### Directions for this task
Report every line of the entries that contains the word "crate".

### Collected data
####

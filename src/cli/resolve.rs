//! `resolve`: show where dependencies link to, without touching the network.

use super::{CliConfig, OutputFormat};
use crate::config::LinksConfig;
use crate::links::LinkSettings;
use crate::model::DependencyId;
use anyhow::Result;
use clap::Args;
use colored::Colorize;
use serde::Serialize;

/// Print the documentation link of dependency coordinates.
#[derive(Args, Debug)]
pub struct ResolveCommand {
    /// Coordinates as `group:module:version`.
    #[arg(required = true, value_name = "COORDINATE")]
    pub(crate) coordinates: Vec<String>,

    /// Output format.
    #[arg(long, value_enum, default_value_t)]
    pub(crate) format: OutputFormat,
}

/// How one coordinate was treated.
#[derive(Debug, Clone, PartialEq, Eq, Serialize)]
#[serde(rename_all = "kebab-case")]
pub enum CoordinateStatus {
    /// A link would be written.
    Linked,
    /// Rejected by the global filter.
    Filtered,
    /// Matches a skip prefix.
    Excluded,
}

#[derive(Debug, Clone, PartialEq, Eq, Serialize)]
#[serde(rename_all = "kebab-case")]
pub struct ResolvedCoordinate {
    pub coordinates: String,
    pub status: CoordinateStatus,
    /// The link, also reported for filtered dependencies.
    pub link: String,
}

/// Resolves every coordinate against `settings`.
///
/// Fails on the first coordinate that does not parse.
pub fn resolve_coordinates(
    settings: &LinkSettings,
    coordinates: &[String],
) -> Result<Vec<ResolvedCoordinate>> {
    coordinates
        .iter()
        .map(|raw| -> Result<ResolvedCoordinate> {
            let id: DependencyId = raw.parse()?;
            let status = if !settings.filter.test(&id) {
                CoordinateStatus::Filtered
            } else if settings.is_skipped(&id) {
                CoordinateStatus::Excluded
            } else {
                CoordinateStatus::Linked
            };
            Ok(ResolvedCoordinate {
                coordinates: id.coordinates(),
                status,
                link: settings.resolve(&id),
            })
        })
        .collect()
}

impl ResolveCommand {
    pub async fn execute(self, config: &CliConfig) -> Result<()> {
        let cwd = std::env::current_dir()?;
        let links_config = LinksConfig::load(config.config_path.as_deref(), &cwd).await?;
        let settings = links_config.settings()?;
        let resolved = resolve_coordinates(&settings, &self.coordinates)?;

        match self.format {
            OutputFormat::Json => println!("{}", serde_json::to_string_pretty(&resolved)?),
            OutputFormat::Text => {
                for entry in &resolved {
                    match entry.status {
                        CoordinateStatus::Linked => {
                            println!("{} {} -> {}", "✓".green(), entry.coordinates, entry.link.cyan());
                        }
                        CoordinateStatus::Filtered => println!(
                            "{} {} {}",
                            "-".yellow(),
                            entry.coordinates,
                            "(filtered, no link)".dimmed()
                        ),
                        CoordinateStatus::Excluded => println!(
                            "{} {} {}",
                            "-".yellow(),
                            entry.coordinates,
                            "(excluded, no link)".dimmed()
                        ),
                    }
                }
            }
        }
        Ok(())
    }
}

####

### Final answer
use crate::config::LinksConfig;
use crate::links::LinkSettings;
use crate::model::DependencyId;
    pub(crate) coordinates: Vec<String>,
    pub(crate) format: OutputFormat,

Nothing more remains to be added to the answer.